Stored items
'''

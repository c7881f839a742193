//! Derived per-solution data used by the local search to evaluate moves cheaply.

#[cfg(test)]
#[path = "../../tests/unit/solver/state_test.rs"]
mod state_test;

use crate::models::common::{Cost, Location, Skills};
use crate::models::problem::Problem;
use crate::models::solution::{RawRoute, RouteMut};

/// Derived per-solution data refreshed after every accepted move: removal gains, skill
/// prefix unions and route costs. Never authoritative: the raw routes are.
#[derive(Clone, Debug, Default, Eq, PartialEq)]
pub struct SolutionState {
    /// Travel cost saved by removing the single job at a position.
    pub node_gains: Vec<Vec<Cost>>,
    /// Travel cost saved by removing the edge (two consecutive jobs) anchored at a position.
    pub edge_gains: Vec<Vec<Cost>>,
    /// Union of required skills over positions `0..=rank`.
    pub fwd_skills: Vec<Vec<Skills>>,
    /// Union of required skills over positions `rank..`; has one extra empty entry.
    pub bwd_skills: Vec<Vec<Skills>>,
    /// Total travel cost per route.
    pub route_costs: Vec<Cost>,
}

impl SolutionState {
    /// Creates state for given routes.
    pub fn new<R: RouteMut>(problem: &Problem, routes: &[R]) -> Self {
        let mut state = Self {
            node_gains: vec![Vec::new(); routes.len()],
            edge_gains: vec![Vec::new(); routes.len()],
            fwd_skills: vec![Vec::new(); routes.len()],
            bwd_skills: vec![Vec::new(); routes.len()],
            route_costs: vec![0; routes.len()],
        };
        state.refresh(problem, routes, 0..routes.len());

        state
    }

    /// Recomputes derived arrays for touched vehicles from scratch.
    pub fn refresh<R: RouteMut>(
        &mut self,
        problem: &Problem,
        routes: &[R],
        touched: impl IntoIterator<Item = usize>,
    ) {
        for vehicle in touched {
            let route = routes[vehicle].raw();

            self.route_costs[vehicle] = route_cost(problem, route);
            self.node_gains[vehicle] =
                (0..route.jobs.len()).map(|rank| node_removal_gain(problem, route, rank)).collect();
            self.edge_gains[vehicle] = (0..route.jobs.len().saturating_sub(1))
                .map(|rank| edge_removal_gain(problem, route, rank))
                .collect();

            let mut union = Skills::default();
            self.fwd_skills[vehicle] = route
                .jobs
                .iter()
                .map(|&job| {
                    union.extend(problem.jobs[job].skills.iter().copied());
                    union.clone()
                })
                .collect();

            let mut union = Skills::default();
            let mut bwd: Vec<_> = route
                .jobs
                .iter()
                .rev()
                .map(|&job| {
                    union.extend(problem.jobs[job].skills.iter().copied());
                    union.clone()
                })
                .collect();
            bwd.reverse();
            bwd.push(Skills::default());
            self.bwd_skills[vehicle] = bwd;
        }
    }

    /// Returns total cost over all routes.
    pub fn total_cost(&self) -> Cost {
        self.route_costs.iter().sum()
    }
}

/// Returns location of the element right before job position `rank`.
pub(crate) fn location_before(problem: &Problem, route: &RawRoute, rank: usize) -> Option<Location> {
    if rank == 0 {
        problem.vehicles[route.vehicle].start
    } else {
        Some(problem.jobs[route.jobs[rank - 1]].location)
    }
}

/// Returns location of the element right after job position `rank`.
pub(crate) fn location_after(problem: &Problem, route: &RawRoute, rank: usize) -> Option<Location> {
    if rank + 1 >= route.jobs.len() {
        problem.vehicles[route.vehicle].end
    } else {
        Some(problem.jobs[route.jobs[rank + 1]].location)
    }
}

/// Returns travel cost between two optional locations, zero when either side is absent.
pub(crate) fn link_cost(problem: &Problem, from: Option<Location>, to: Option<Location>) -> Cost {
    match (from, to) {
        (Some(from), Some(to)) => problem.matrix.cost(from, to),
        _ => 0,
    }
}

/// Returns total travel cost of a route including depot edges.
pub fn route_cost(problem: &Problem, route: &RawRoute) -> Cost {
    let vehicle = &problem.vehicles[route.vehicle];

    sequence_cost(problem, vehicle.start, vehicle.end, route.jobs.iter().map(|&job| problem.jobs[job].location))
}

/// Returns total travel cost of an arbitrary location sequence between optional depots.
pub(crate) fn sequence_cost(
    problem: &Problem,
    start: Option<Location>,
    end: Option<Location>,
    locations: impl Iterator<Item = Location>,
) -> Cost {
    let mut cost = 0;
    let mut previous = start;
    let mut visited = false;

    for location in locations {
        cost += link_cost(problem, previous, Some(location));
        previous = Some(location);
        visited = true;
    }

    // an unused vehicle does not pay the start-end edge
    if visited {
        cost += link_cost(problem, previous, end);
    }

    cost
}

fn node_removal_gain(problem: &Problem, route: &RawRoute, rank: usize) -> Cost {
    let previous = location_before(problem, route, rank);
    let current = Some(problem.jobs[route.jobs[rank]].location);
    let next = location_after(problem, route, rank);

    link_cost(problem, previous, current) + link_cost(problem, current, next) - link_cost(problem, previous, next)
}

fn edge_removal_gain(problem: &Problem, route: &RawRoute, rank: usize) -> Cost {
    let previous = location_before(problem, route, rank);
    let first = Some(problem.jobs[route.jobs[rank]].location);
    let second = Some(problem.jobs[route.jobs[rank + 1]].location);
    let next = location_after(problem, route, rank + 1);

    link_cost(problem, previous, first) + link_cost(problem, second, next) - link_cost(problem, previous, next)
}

'''

[EXERCISE PROMPT]:
Among the entries above, how many lines hold the word "right"? Reply with only that number.

[OUTPUT BELOW]:
2